No question it was pleasing to have introduced in the House, H.R. 2096, (Promotion and Expansion of Private Employee Ownership Act of 2015), and in the Senate S. 1212 (same title) in late April and early May, with clear cut Republican and Democrat members of the House and Senate as co-sponsors. It is pleasing to see that as of July 7, the bi-partisan support grew, for as of that date, the H.R. 2096 list of sponsors had grown from the original eight to 25 — 17 Republicans and eight Democrats — and S. 1212 had grown from the original 11 to 21 — 11 Republicans and eight Democrats and two Independents, who caucus with the Democrats.
But more support is needed to not only have the provisions of these two bills become law, which would be good, as explained below, but would be very important in making sure what ESOP companies have now that increases their profit after taxes remains the law, in view that sometime in the near future all tax laws will be scrutinized, and many eliminated or reduced.
And the bar we have to measure the support for ESOPs in Congress is the bar set in 1993, when 102 members of the House sponsored pro-ESOP bills, and records indicate the high in the Senate was 29 in 1995. Those numbers made a difference when the Ways and Means Committee in 1996 and the Senate Finance Committee in 1996, without opposition, passed the law permitting S corporations to sponsor ESOPs. [As a general rule, it takes often six to eight years from the day a “new” tax benefit idea is introduced to when the tax committees put the idea into a bill it sends the House or Senate floor.]
To move the Congress to put into law the provisions of S. 1212 and H.R. 2096 that would permit a seller of S stock to an ESOP to defer her/his capital gains tax on the proceeds as the seller of C corporation stock has been able to do since 1985, per the provisions of IRS 1042, and to ease the SBA bias against ESOPs when deciding if a small business that has an SBA preference should continue to have that preference when the ESOP owns more than 50% of the company, there needs to be many more sponsors of H.R. 2096 and S. 1212.
Impossible?
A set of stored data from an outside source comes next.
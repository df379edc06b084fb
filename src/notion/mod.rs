//! Notion API plumbing: routes, request bodies and the HTTP transport.

use std::fmt;

use async_trait::async_trait;
use reqwest::{Client, Method, StatusCode};
use serde_json::{json, Value};
use tracing::debug;

use crate::error::ExportError;

pub mod model;

/// Database query sort property; rows arrive newest lesson first.
pub const SORT_PROPERTY: &str = "Lesson Date";

/// Logical kind of remote object; decides the route of a request.
#[derive(Debug, Clone, Copy, PartialEq, Eq)]
pub enum ResourceType {
    Database,
    Block,
    Page,
}

/// Maps a resource type onto its URL and method. Substitution is literal,
/// so `object_id` must already be a plain Notion id.
pub fn resource_route(resource: ResourceType, base_url: &str, object_id: &str) -> (String, Method) {
    match resource {
        ResourceType::Database => (
            format!("{base_url}/databases/{object_id}/query"),
            Method::POST,
        ),
        ResourceType::Block => (
            format!("{base_url}/blocks/{object_id}/children"),
            Method::GET,
        ),
        ResourceType::Page => (format!("{base_url}/pages/{object_id}"), Method::PATCH),
    }
}

/// Query body for the database route: newest lessons first, one bounded page.
pub fn build_query_body(page_size: u32) -> Value {
    json!({
        "sorts": [
            { "property": SORT_PROPERTY, "direction": "descending" }
        ],
        "page_size": page_size,
    })
}

/// Update body that ticks the `Processed` checkbox on a page.
pub fn build_processed_body() -> Value {
    json!({
        "properties": {
            "Processed": { "checkbox": true }
        }
    })
}

/// Raw outcome of one API call.
#[derive(Debug, Clone)]
pub struct ApiResponse {
    pub status: StatusCode,
    pub body: String,
}

/// Boundary to the Notion API. The exporter only talks to this trait, so
/// tests can substitute a scripted transport.
#[async_trait]
pub trait Transport: Send + Sync {
    async fn send(
        &self,
        method: Method,
        path: &str,
        body: Option<&Value>,
    ) -> Result<ApiResponse, ExportError>;
}

/// HTTP client for the Notion REST API.
#[derive(Clone)]
pub struct NotionClient {
    http: Client,
    token: String,
    version: String,
}

impl fmt::Debug for NotionClient {
    fn fmt(&self, f: &mut fmt::Formatter<'_>) -> fmt::Result {
        // Never expose the token.
        f.debug_struct("NotionClient")
            .field("version", &self.version)
            .finish_non_exhaustive()
    }
}

impl NotionClient {
    /// `token` is sent verbatim as the `Authorization` header.
    pub fn new(token: String, version: String) -> Self {
        let http = Client::builder()
            .user_agent("notion-flashcards/0.1")
            .no_proxy()
            .build()
            .expect("reqwest client");
        Self {
            http,
            token,
            version,
        }
    }

    /// Builds one request carrying the three headers every Notion call needs.
    pub fn build_request(
        &self,
        method: Method,
        path: &str,
        body: Option<&Value>,
    ) -> Result<reqwest::Request, ExportError> {
        let mut request = self
            .http
            .request(method, path)
            .header("Content-Type", "application/json")
            .header("Authorization", &self.token)
            .header("Notion-Version", &self.version);
        if let Some(body) = body {
            request = request.json(body);
        }
        request.build().map_err(ExportError::from)
    }
}

#[async_trait]
impl Transport for NotionClient {
    async fn send(
        &self,
        method: Method,
        path: &str,
        body: Option<&Value>,
    ) -> Result<ApiResponse, ExportError> {
        let request = self.build_request(method, path, body)?;
        debug!(method = %request.method(), url = %request.url(), "sending notion request");
        let response = self.http.execute(request).await?;
        let status = response.status();
        let body = response.text().await?;
        debug!(%status, bytes = body.len(), "notion responded");
        Ok(ApiResponse { status, body })
    }
}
No, because there are 124 members of the House and Senate who are ESOP advocates because they have sponsored pro-ESOP bills before this year. So, subtract 46 current H.R. 2096 and S. 1212 sponsors, and there 78 men and women in the House and the Senate that have sponsored bills in prior Congresses that are identical to H.R. 2096 and S. 1212.
ESOP advocates just have to ask, via letter, via an ask during a company visit in August, or a town hall session in August, or at a civic club.
Go to the Advocacy Kit, where there is the suggested letter for co-sponsoring these bills — to get suggested words for the ask.
Resting on laurels because it appears that not having any bad ESOP recommendations in last year’s big tax reform proposal put forward by the former Chair of the Ways and Means Committee, Dave Camp, and recently a task force of the Senate Finance Committee recommended consideration of S. 1212 when it takes up major tax reform legislation in the next two to three years, would be dumb, and dumber.
Let’s raise the bar — let’s have the mark reached in 1993 reached again — let’s expand incentives for creation and operation of ESOPs.
It is doable.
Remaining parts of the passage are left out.